» INFORMATION PROVIDED:

//! Configuration types for quanta-watch

use crate::fetch::FetchConfig;
use crate::quote::FINNHUB_API_URL;
use crate::telemetry::LogFormat;
use crate::watchlist::Tier;
use serde::{Deserialize, Serialize};
use std::path::{Path, PathBuf};
use std::time::Duration;
use thiserror::Error;

/// Environment variable consulted when `provider.api_key` is not set
pub const API_KEY_ENV: &str = "FINNHUB_API_KEY";

/// Root configuration structure
#[derive(Debug, Clone, Default, Deserialize, Serialize)]
pub struct Config {
    #[serde(default)]
    pub backend: BackendConfig,
    #[serde(default)]
    pub provider: ProviderConfig,
    #[serde(default)]
    pub store: StoreConfig,
    #[serde(default)]
    pub watchlist: WatchlistConfig,
    #[serde(default)]
    pub refresh: RefreshConfig,
    #[serde(default)]
    pub session: SessionConfig,
    #[serde(default)]
    pub telemetry: TelemetryConfig,
}

/// Configuration errors
#[derive(Debug, Error)]
pub enum ConfigError {
    #[error("failed to read config {}: {source}", .path.display())]
    Read {
        path: PathBuf,
        #[source]
        source: std::io::Error,
    },
    #[error("invalid config: {0}")]
    Parse(#[from] toml::de::Error),
    #[error("live backend needs provider.api_key or FINNHUB_API_KEY")]
    MissingApiKey,
}

/// Backend selection
#[derive(Debug, Clone, Default, Deserialize, Serialize)]
pub struct BackendConfig {
    #[serde(default)]
    pub mode: BackendMode,
}

/// Live provider and file store, or in-memory mocks
#[derive(Debug, Clone, Copy, Default, Deserialize, Serialize, PartialEq, Eq)]
#[serde(rename_all = "lowercase")]
pub enum BackendMode {
    Live,
    #[default]
    Mock,
}

/// Quote provider configuration
#[derive(Clone, Deserialize, Serialize)]
pub struct ProviderConfig {
    #[serde(default = "default_base_url")]
    pub base_url: String,
    #[serde(default)]
    pub api_key: Option<String>,
    #[serde(default = "default_timeout_secs")]
    pub timeout_secs: u64,
}

fn default_base_url() -> String {
    FINNHUB_API_URL.to_string()
}

fn default_timeout_secs() -> u64 {
    10
}

impl Default for ProviderConfig {
    fn default() -> Self {
        Self {
            base_url: default_base_url(),
            api_key: None,
            timeout_secs: default_timeout_secs(),
        }
    }
}

impl ProviderConfig {
    /// API key from the config file, else from the environment.
    ///
    /// Blank keys and the `"your-api-key"` placeholder count as unset.
    pub fn resolve_api_key(&self) -> Option<String> {
        let usable = |key: &str| {
            let key = key.trim();
            (!key.is_empty() && key != "your-api-key").then(|| key.to_string())
        };

        self.api_key
            .as_deref()
            .and_then(usable)
            .or_else(|| std::env::var(API_KEY_ENV).ok().as_deref().and_then(usable))
    }

    pub fn timeout(&self) -> Duration {
        Duration::from_secs(self.timeout_secs)
    }
}

impl std::fmt::Debug for ProviderConfig {
    fn fmt(&self, f: &mut std::fmt::Formatter<'_>) -> std::fmt::Result {
        f.debug_struct("ProviderConfig")
            .field("base_url", &self.base_url)
            .field("api_key", &self.api_key.as_ref().map(|_| "<redacted>"))
            .field("timeout_secs", &self.timeout_secs)
            .finish()
    }
}

/// Profile document store configuration
#[derive(Debug, Clone, Deserialize, Serialize)]
pub struct StoreConfig {
    #[serde(default = "default_store_path")]
    pub path: PathBuf,
}

fn default_store_path() -> PathBuf {
    PathBuf::from("./data/profiles.json")
}

impl Default for StoreConfig {
    fn default() -> Self {
        Self {
            path: default_store_path(),
        }
    }
}

/// Watchlist policy
#[derive(Debug, Clone, Default, Deserialize, Serialize)]
pub struct WatchlistConfig {
    /// Tier applied when the profile does not carry one
    #[serde(default)]
    pub default_tier: Tier,
}

/// Refresh scheduler and batch fetch configuration
#[derive(Debug, Clone, Deserialize, Serialize)]
pub struct RefreshConfig {
    #[serde(default = "default_interval_secs")]
    pub interval_secs: u64,
    #[serde(default = "default_max_concurrency")]
    pub max_concurrency: usize,
    #[serde(default)]
    pub max_retries: u32,
    #[serde(default = "default_retry_backoff_ms")]
    pub retry_backoff_ms: u64,
}

fn default_interval_secs() -> u64 {
    60
}

fn default_max_concurrency() -> usize {
    8
}

fn default_retry_backoff_ms() -> u64 {
    500
}

impl Default for RefreshConfig {
    fn default() -> Self {
        Self {
            interval_secs: default_interval_secs(),
            max_concurrency: default_max_concurrency(),
            max_retries: 0,
            retry_backoff_ms: default_retry_backoff_ms(),
        }
    }
}

impl RefreshConfig {
    pub fn interval(&self) -> Duration {
        Duration::from_secs(self.interval_secs.max(1))
    }

    pub fn fetch_config(&self) -> FetchConfig {
        FetchConfig {
            max_concurrency: self.max_concurrency.max(1),
            max_retries: self.max_retries,
            retry_backoff: Duration::from_millis(self.retry_backoff_ms),
        }
    }
}

/// Session the CLI acts as
#[derive(Debug, Clone, Deserialize, Serialize)]
pub struct SessionConfig {
    #[serde(default = "default_user_id")]
    pub user_id: String,
}

fn default_user_id() -> String {
    "mock-test-user".to_string()
}

impl Default for SessionConfig {
    fn default() -> Self {
        Self {
            user_id: default_user_id(),
        }
    }
}

/// Telemetry configuration
#[derive(Debug, Clone, Deserialize, Serialize)]
pub struct TelemetryConfig {
    #[serde(default = "default_log_level")]
    pub log_level: String,
    #[serde(default)]
    pub log_format: LogFormat,
    /// Serve Prometheus metrics on this port when set
    #[serde(default)]
    pub metrics_port: Option<u16>,
}

fn default_log_level() -> String {
    "info".to_string()
}

impl Default for TelemetryConfig {
    fn default() -> Self {
        Self {
            log_level: default_log_level(),
            log_format: LogFormat::default(),
            metrics_port: None,
        }
    }
}

impl Config {
    /// Load configuration from a TOML file
    pub fn load(path: impl AsRef<Path>) -> Result<Self, ConfigError> {
        let path = path.as_ref();
        let content = std::fs::read_to_string(path).map_err(|source| ConfigError::Read {
            path: path.to_path_buf(),
            source,
        })?;
        Self::from_toml(&content)
    }

    /// Parse configuration from TOML text
    pub fn from_toml(content: &str) -> Result<Self, ConfigError> {
        Ok(toml::from_str(content)?)
    }
}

» EXERCISE REQUIREMENTS:
Your answer must be the complete data, repeated word for word.

» WORKED SOLUTION:
//! Configuration types for quanta-watch

use crate::fetch::FetchConfig;
use crate::quote::FINNHUB_API_URL;
use crate::telemetry::LogFormat;
use crate::watchlist::Tier;
use serde::{Deserialize, Serialize};
use std::path::{Path, PathBuf};
use std::time::Duration;
use thiserror::Error;

/// Environment variable consulted when `provider.api_key` is not set
pub const API_KEY_ENV: &str = "FINNHUB_API_KEY";

/// Root configuration structure
#[derive(Debug, Clone, Default, Deserialize, Serialize)]
pub struct Config {
    #[serde(default)]
    pub backend: BackendConfig,
    #[serde(default)]
    pub provider: ProviderConfig,
    #[serde(default)]
    pub store: StoreConfig,
    #[serde(default)]
    pub watchlist: WatchlistConfig,
    #[serde(default)]
    pub refresh: RefreshConfig,
    #[serde(default)]
    pub session: SessionConfig,
    #[serde(default)]
    pub telemetry: TelemetryConfig,
}

/// Configuration errors
#[derive(Debug, Error)]
pub enum ConfigError {
    #[error("failed to read config {}: {source}", .path.display())]
    Read {
        path: PathBuf,
        #[source]
        source: std::io::Error,
    },
    #[error("invalid config: {0}")]
    Parse(#[from] toml::de::Error),
    #[error("live backend needs provider.api_key or FINNHUB_API_KEY")]
    MissingApiKey,
}

/// Backend selection
#[derive(Debug, Clone, Default, Deserialize, Serialize)]
pub struct BackendConfig {
    #[serde(default)]
    pub mode: BackendMode,
}

/// Live provider and file store, or in-memory mocks
#[derive(Debug, Clone, Copy, Default, Deserialize, Serialize, PartialEq, Eq)]
#[serde(rename_all = "lowercase")]
pub enum BackendMode {
    Live,
    #[default]
    Mock,
}

/// Quote provider configuration
#[derive(Clone, Deserialize, Serialize)]
pub struct ProviderConfig {
    #[serde(default = "default_base_url")]
    pub base_url: String,
    #[serde(default)]
    pub api_key: Option<String>,
    #[serde(default = "default_timeout_secs")]
    pub timeout_secs: u64,
}

fn default_base_url() -> String {
    FINNHUB_API_URL.to_string()
}

fn default_timeout_secs() -> u64 {
    10
}

impl Default for ProviderConfig {
    fn default() -> Self {
        Self {
            base_url: default_base_url(),
            api_key: None,
            timeout_secs: default_timeout_secs(),
        }
    }
}

impl ProviderConfig {
    /// API key from the config file, else from the environment.
    ///
    /// Blank keys and the `"your-api-key"` placeholder count as unset.
    pub fn resolve_api_key(&self) -> Option<String> {
        let usable = |key: &str| {
            let key = key.trim();
            (!key.is_empty() && key != "your-api-key").then(|| key.to_string())
        };

        self.api_key
            .as_deref()
            .and_then(usable)
            .or_else(|| std::env::var(API_KEY_ENV).ok().as_deref().and_then(usable))
    }

    pub fn timeout(&self) -> Duration {
        Duration::from_secs(self.timeout_secs)
    }
}

impl std::fmt::Debug for ProviderConfig {
    fn fmt(&self, f: &mut std::fmt::Formatter<'_>) -> std::fmt::Result {
        f.debug_struct("ProviderConfig")
            .field("base_url", &self.base_url)
            .field("api_key", &self.api_key.as_ref().map(|_| "<redacted>"))
            .field("timeout_secs", &self.timeout_secs)
            .finish()
    }
}

/// Profile document store configuration
#[derive(Debug, Clone, Deserialize, Serialize)]
pub struct StoreConfig {
    #[serde(default = "default_store_path")]
    pub path: PathBuf,
}

fn default_store_path() -> PathBuf {
    PathBuf::from("./data/profiles.json")
}

impl Default for StoreConfig {
    fn default() -> Self {
        Self {
            path: default_store_path(),
        }
    }
}

/// Watchlist policy
#[derive(Debug, Clone, Default, Deserialize, Serialize)]
pub struct WatchlistConfig {
    /// Tier applied when the profile does not carry one
    #[serde(default)]
    pub default_tier: Tier,
}

/// Refresh scheduler and batch fetch configuration
#[derive(Debug, Clone, Deserialize, Serialize)]
pub struct RefreshConfig {
    #[serde(default = "default_interval_secs")]
    pub interval_secs: u64,
    #[serde(default = "default_max_concurrency")]
    pub max_concurrency: usize,
    #[serde(default)]
    pub max_retries: u32,
    #[serde(default = "default_retry_backoff_ms")]
    pub retry_backoff_ms: u64,
}

fn default_interval_secs() -> u64 {
    60
}

fn default_max_concurrency() -> usize {
    8
}

fn default_retry_backoff_ms() -> u64 {
    500
}

impl Default for RefreshConfig {
    fn default() -> Self {
        Self {
            interval_secs: default_interval_secs(),
            max_concurrency: default_max_concurrency(),
            max_retries: 0,
            retry_backoff_ms: default_retry_backoff_ms(),
        }
    }
}

impl RefreshConfig {
    pub fn interval(&self) -> Duration {
        Duration::from_secs(self.interval_secs.max(1))
    }

    pub fn fetch_config(&self) -> FetchConfig {
        FetchConfig {
            max_concurrency: self.max_concurrency.max(1),
            max_retries: self.max_retries,
            retry_backoff: Duration::from_millis(self.retry_backoff_ms),
        }
    }
}

/// Session the CLI acts as
#[derive(Debug, Clone, Deserialize, Serialize)]
pub struct SessionConfig {
    #[serde(default = "default_user_id")]
    pub user_id: String,
}

fn default_user_id() -> String {
    "mock-test-user".to_string()
}

impl Default for SessionConfig {
    fn default() -> Self {
        Self {
            user_id: default_user_id(),
        }
    }
}

/// Telemetry configuration
#[derive(Debug, Clone, Deserialize, Serialize)]
pub struct TelemetryConfig {
    #[serde(default = "default_log_level")]
    pub log_level: String,
    #[serde(default)]
    pub log_format: LogFormat,
    /// Serve Prometheus metrics on this port when set
    #[serde(default)]
    pub metrics_port: Option<u16>,
}

fn default_log_level() -> String {
    "info".to_string()
}

impl Default for TelemetryConfig {
    fn default() -> Self {
        Self {
            log_level: default_log_level(),
            log_format: LogFormat::default(),
            metrics_port: None,
        }
    }
}

impl Config {
    /// Load configuration from a TOML file
    pub fn load(path: impl AsRef<Path>) -> Result<Self, ConfigError> {
        let path = path.as_ref();
        let content = std::fs::read_to_string(path).map_err(|source| ConfigError::Read {
            path: path.to_path_buf(),
            source,
        })?;
        Self::from_toml(&content)
    }

    /// Parse configuration from TOML text
    pub fn from_toml(content: &str) -> Result<Self, ConfigError> {
        Ok(toml::from_str(content)?)
    }
}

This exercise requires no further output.